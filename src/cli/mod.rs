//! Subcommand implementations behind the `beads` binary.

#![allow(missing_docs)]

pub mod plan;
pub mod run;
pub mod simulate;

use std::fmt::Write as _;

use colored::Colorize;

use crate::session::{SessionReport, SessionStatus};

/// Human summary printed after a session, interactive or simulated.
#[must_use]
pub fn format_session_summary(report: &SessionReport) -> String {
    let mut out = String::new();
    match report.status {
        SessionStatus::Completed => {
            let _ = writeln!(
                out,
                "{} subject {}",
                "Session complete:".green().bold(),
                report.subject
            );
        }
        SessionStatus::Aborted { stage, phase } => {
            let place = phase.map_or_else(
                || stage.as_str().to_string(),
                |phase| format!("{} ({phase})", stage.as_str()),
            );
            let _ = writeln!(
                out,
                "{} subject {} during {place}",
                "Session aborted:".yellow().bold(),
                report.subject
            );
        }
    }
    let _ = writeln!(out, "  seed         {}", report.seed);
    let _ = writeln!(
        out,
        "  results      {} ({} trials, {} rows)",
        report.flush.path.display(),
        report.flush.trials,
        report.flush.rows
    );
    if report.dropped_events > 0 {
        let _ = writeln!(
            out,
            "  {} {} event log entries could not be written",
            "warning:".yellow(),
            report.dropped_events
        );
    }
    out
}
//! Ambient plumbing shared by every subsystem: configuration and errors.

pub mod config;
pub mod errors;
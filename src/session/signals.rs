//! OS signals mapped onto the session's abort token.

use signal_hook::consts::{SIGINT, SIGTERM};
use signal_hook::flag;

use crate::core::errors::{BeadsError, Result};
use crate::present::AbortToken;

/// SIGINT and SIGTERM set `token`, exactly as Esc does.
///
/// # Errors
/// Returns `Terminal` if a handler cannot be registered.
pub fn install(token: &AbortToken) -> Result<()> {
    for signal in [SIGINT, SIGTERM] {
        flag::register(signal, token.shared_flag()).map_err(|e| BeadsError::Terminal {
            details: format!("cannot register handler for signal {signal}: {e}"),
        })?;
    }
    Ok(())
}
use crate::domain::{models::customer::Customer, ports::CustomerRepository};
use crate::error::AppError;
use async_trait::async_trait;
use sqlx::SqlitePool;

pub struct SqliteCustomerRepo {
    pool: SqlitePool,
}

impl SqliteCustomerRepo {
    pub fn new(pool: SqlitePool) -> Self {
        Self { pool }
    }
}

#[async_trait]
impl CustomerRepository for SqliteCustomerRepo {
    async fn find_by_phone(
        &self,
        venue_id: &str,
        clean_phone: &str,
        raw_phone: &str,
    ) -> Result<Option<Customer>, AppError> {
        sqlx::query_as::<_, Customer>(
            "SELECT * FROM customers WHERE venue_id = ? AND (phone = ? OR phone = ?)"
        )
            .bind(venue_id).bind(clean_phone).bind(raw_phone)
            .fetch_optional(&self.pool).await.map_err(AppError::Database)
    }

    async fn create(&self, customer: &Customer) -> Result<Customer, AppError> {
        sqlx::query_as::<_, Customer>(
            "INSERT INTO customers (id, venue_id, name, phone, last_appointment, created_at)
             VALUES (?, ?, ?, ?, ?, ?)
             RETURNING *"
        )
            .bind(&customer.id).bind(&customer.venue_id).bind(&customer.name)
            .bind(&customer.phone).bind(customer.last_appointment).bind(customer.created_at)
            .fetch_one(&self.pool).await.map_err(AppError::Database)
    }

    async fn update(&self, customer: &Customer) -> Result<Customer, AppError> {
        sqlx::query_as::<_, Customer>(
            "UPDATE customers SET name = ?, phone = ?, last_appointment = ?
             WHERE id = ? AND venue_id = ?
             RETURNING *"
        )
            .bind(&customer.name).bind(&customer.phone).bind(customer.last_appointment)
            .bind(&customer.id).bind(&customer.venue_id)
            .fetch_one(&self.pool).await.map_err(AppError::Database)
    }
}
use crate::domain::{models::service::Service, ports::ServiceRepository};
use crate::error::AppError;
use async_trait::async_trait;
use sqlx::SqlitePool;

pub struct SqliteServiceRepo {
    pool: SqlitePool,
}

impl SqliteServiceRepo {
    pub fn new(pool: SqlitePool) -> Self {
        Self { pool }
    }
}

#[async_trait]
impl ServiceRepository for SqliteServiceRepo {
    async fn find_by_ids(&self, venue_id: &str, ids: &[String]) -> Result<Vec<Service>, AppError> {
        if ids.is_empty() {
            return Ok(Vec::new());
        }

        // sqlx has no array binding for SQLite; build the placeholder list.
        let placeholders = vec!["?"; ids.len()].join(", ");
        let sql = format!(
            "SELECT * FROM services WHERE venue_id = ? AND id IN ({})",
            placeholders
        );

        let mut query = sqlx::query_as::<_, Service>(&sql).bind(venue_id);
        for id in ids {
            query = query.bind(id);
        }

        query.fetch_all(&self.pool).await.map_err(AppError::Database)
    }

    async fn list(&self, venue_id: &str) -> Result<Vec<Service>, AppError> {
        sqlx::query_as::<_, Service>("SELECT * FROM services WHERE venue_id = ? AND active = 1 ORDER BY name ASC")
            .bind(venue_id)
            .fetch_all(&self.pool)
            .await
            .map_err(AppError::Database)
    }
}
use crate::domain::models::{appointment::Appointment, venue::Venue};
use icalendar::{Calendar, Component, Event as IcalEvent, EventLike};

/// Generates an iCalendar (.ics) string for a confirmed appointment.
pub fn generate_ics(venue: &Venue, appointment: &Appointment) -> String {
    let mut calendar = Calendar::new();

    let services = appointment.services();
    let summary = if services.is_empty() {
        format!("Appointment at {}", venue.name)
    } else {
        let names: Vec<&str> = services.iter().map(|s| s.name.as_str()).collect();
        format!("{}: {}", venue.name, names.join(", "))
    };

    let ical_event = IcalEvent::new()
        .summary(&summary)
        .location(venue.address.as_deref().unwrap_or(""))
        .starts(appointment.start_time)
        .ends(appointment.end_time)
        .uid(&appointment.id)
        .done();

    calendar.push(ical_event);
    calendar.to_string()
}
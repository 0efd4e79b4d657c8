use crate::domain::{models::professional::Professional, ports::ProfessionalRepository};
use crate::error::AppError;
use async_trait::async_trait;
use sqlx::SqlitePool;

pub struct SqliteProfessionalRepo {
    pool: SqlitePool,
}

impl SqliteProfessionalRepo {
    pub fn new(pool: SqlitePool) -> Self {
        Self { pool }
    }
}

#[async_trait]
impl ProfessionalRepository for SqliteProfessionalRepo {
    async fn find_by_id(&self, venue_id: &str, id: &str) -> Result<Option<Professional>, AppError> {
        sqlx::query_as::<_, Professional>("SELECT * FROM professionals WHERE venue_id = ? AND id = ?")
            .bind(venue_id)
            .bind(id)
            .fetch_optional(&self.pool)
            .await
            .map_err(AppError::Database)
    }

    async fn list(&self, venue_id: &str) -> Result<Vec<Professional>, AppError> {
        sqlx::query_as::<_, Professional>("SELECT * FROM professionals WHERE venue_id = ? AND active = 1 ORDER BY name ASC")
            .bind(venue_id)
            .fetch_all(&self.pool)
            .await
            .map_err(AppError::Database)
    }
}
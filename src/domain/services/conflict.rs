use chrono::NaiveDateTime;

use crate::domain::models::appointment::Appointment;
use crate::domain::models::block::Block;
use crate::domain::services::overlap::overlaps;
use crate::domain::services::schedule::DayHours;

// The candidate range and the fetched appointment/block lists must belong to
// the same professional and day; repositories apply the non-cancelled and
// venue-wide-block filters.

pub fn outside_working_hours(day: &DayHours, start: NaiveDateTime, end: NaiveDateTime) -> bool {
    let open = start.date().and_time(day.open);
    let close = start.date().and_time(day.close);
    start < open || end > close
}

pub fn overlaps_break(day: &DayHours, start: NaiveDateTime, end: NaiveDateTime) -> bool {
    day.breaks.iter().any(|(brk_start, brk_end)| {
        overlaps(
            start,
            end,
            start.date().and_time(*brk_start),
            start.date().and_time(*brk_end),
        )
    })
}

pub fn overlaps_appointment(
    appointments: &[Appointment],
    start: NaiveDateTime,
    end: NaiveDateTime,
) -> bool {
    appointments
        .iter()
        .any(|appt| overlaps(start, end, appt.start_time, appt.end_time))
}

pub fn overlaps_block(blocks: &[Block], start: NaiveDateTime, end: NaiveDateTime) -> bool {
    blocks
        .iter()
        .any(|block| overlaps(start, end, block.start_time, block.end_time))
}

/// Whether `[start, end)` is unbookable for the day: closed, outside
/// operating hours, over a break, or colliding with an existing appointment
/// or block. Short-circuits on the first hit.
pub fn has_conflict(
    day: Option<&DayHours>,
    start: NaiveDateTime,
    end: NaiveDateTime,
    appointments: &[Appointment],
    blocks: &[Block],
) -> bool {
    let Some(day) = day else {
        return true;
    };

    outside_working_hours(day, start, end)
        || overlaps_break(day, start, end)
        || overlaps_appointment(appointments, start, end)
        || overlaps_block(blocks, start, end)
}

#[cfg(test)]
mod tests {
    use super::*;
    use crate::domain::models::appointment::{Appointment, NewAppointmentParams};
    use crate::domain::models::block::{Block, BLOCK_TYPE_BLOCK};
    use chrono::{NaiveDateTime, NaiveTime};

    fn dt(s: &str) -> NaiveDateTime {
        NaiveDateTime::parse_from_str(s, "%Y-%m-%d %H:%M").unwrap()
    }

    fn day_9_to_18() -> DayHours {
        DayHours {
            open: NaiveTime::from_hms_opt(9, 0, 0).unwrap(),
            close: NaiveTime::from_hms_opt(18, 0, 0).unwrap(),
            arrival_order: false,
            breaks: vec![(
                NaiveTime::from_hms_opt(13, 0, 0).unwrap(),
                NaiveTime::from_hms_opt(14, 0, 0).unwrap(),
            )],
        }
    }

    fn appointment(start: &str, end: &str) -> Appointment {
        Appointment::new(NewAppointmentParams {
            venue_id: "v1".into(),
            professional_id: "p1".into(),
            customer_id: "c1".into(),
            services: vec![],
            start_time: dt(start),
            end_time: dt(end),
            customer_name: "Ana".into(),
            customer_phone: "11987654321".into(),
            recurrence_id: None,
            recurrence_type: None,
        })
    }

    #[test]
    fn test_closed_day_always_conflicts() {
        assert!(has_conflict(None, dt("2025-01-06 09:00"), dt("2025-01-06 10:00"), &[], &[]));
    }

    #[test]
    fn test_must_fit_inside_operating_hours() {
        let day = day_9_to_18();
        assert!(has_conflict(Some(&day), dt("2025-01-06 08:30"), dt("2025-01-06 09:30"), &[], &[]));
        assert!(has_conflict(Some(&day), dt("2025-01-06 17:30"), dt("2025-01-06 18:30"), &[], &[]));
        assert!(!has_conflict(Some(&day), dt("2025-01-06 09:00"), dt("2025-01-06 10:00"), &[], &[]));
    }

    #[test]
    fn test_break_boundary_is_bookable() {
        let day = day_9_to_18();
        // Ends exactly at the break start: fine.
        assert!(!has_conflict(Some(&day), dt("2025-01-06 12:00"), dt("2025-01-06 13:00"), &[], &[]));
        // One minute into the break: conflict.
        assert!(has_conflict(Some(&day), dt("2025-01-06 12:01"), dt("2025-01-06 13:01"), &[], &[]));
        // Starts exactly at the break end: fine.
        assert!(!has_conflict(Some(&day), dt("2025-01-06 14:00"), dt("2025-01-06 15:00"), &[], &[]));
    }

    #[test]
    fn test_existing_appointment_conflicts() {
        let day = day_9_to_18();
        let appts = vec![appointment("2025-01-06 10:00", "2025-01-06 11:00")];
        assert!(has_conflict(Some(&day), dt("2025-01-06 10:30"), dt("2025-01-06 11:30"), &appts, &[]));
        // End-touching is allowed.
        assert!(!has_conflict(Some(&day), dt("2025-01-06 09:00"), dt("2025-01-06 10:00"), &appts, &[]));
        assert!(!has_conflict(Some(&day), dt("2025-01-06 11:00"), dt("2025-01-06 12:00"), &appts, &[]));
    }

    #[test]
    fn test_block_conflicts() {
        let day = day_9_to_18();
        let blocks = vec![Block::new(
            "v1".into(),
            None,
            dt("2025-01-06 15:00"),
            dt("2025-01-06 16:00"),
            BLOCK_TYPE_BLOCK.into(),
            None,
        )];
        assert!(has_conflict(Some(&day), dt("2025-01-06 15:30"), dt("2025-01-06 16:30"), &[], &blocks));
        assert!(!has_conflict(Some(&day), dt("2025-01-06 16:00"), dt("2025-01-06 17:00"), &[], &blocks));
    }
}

ACTIVITY:
A line belongs in the answer if it contains the word "signals"; please copy each such line from the material.

SOLUTION TO THIS TASK:
filename src/session/signals.rs
//! OS signals mapped onto the session's abort token.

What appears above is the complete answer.